Once you’ve attended all five churches on your list, drop any church that was unwelcoming. Drop any church that lacked any other fruit of the Spirit: they weren’t loving, or joyous, or peaceful, or patient, or kind, or good, or faithful, or gentle, or self-controlled. (Ga 5.22-23)
The church ministers to sinners, so it’s reasonable to expect some folks in every church are going to have problems and bad behaviors that they’re working to overcome. The difference is that in a good church, people are actually working to overcome them. In a fruitless church, this stuff is clearly there, but people are just pretending everything’s just fine and are desperately trying to avoid the issues. Sometimes it’s called “tolerance”—but tolerance of sinners does not mean we ignore sin. We help people fight sin. Otherwise we’re no help.
So you don’t want a church that’s overly permissive. At the same time, you don’t want a church that’s too legalistic. Again, it all comes down to love. Are people trying to help free one another from sin or free themselves from the things that personally offend them?
Do the people actually follow the leadership, take their teachings to heart, and try to apply them? Can they actually recall something that was preached in their church within the past month or two that actually impacted them? Or do they forget the entire sermon over lunch? You see—unless the preacher is boring—when people forget sermons, it’s a clear sign that they’re passive Christians. (Jm 1.22-25) If they can tell you all about the church’s resources, but can’t tell you about the church’s teachings, it means they’re availing themselves of those resources, but they themselves aren’t growing and probably aren’t ministering.
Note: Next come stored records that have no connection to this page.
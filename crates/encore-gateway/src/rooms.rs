use std::collections::{HashMap, HashSet};

use tokio::sync::RwLock;
use tracing::{debug, trace};

use encore_types::events::ServerEvent;
use encore_types::models::RoomId;

use crate::registry::{ConnectionHandle, ConnectionId};

/// Named rooms of live connections with fan-out send.
///
/// Recipients are copied out under the read lock and sent to after it is
/// released, so joins and leaves never block on a slow broadcast.
#[derive(Default)]
pub struct RoomBroadcaster {
    inner: RwLock<RoomsInner>,
}

#[derive(Default)]
struct RoomsInner {
    rooms: HashMap<RoomId, HashMap<ConnectionId, ConnectionHandle>>,
    memberships: HashMap<ConnectionId, HashSet<RoomId>>,
}

impl RoomBroadcaster {
    pub fn new() -> Self {
        Self::default()
    }

    /// Add a connection to a room. Joining twice is harmless.
    pub async fn join(&self, handle: &ConnectionHandle, room: RoomId) {
        let mut inner = self.inner.write().await;
        inner
            .memberships
            .entry(handle.id())
            .or_default()
            .insert(room.clone());
        trace!("Connection {} joined {}", handle.id(), room);
        inner
            .rooms
            .entry(room)
            .or_default()
            .insert(handle.id(), handle.clone());
    }

    pub async fn leave(&self, conn_id: ConnectionId, room: &RoomId) {
        let mut inner = self.inner.write().await;
        if let Some(rooms) = inner.memberships.get_mut(&conn_id) {
            rooms.remove(room);
            if rooms.is_empty() {
                inner.memberships.remove(&conn_id);
            }
        }
        remove_member(&mut inner.rooms, room, conn_id);
    }

    /// Detach a connection from every room it joined. Returns how many.
    pub async fn leave_all(&self, conn_id: ConnectionId) -> usize {
        let mut inner = self.inner.write().await;
        let Some(rooms) = inner.memberships.remove(&conn_id) else {
            return 0;
        };
        for room in &rooms {
            remove_member(&mut inner.rooms, room, conn_id);
        }
        debug!("Connection {} left {} rooms", conn_id, rooms.len());
        rooms.len()
    }

    /// Drop a room and detach all of its members. Returns the member count.
    pub async fn close_room(&self, room: &RoomId) -> usize {
        let mut inner = self.inner.write().await;
        let Some(members) = inner.rooms.remove(room) else {
            return 0;
        };
        for conn_id in members.keys() {
            if let Some(rooms) = inner.memberships.get_mut(conn_id) {
                rooms.remove(room);
                if rooms.is_empty() {
                    inner.memberships.remove(conn_id);
                }
            }
        }
        debug!("Closed {} ({} members)", room, members.len());
        members.len()
    }

    /// Deliver `event` to every connection in `room`, optionally skipping one.
    /// Returns the number of connections that accepted it.
    pub async fn broadcast_to_room(
        &self,
        room: &RoomId,
        event: &ServerEvent,
        except: Option<ConnectionId>,
    ) -> usize {
        let recipients: Vec<ConnectionHandle> = {
            let inner = self.inner.read().await;
            match inner.rooms.get(room) {
                Some(members) => members
                    .values()
                    .filter(|h| Some(h.id()) != except)
                    .cloned()
                    .collect(),
                None => return 0,
            }
        };

        let delivered = recipients.iter().filter(|h| h.send(event.clone())).count();
        trace!("{} -> {} ({} connections)", event.name(), room, delivered);
        delivered
    }

    pub async fn members(&self, room: &RoomId) -> Vec<ConnectionId> {
        self.inner
            .read()
            .await
            .rooms
            .get(room)
            .map(|m| m.keys().copied().collect())
            .unwrap_or_default()
    }

    pub async fn rooms_of(&self, conn_id: ConnectionId) -> Vec<RoomId> {
        self.inner
            .read()
            .await
            .memberships
            .get(&conn_id)
            .map(|r| r.iter().cloned().collect())
            .unwrap_or_default()
    }
}

fn remove_member(
    rooms: &mut HashMap<RoomId, HashMap<ConnectionId, ConnectionHandle>>,
    room: &RoomId,
    conn_id: ConnectionId,
) {
    if let Some(members) = rooms.get_mut(room) {
        members.remove(&conn_id);
        if members.is_empty() {
            rooms.remove(room);
        }
    }
}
That’s a bad sign.
While you might not necessarily be the best judge of orthodoxy, I expect you certainly can identify whether the people of a church are fruitful. If that church isn’t loving and if you simply can’t detect any fruit of the Spirit anywhere except in the leadership (and sometimes not even then), just don’t go there.
If none of your top five churches is fruitful—which can happen, annoyingly—start researching another five churches to visit, and start again. Repeat as many times as necessary. If you’ve gone through every church in town and are worried that you, not the church, may be the problem: Don’t. Even if you are the problem, a good church will make the effort to work with your hang-ups.
What if all of them are fruitful? Well, great! Now you can look at those other, secondary things—good music, good preaching, good ministries—and use those as your criteria.
Step 5. Pick your church.
At the end of two months—maybe sooner—you should have decided upon one of those churches. They might all be good, loving, fruitful churches, but one of them is a standout. You like the music more, or the ministries more, or the preaching more, or everything more. Or it’s possible none of them is a standout; they’re all equally good. Even so, one of them should be your primary church: the one you worship at every Sunday morning, the one you minister in, the one you financially contribute to, and the one you join. Pick one.
You might still want to attend one or more of the others. Maybe one has a ministry that you’re fond of and want to participate in; meanwhile, another has every other thing you were looking for, so you want to join that one. Or vice-versa. There’s nothing wrong with visiting other churches or ministering with them. They all belong to Jesus, after all. But you need to commit to one.
Pick one that you can stick with. Then stick with it.
Oh, and as always: If God tells you, “Go to this church,” and you’ve clearly determined it’s Him, you can skip this whole process. Just do as He tells you.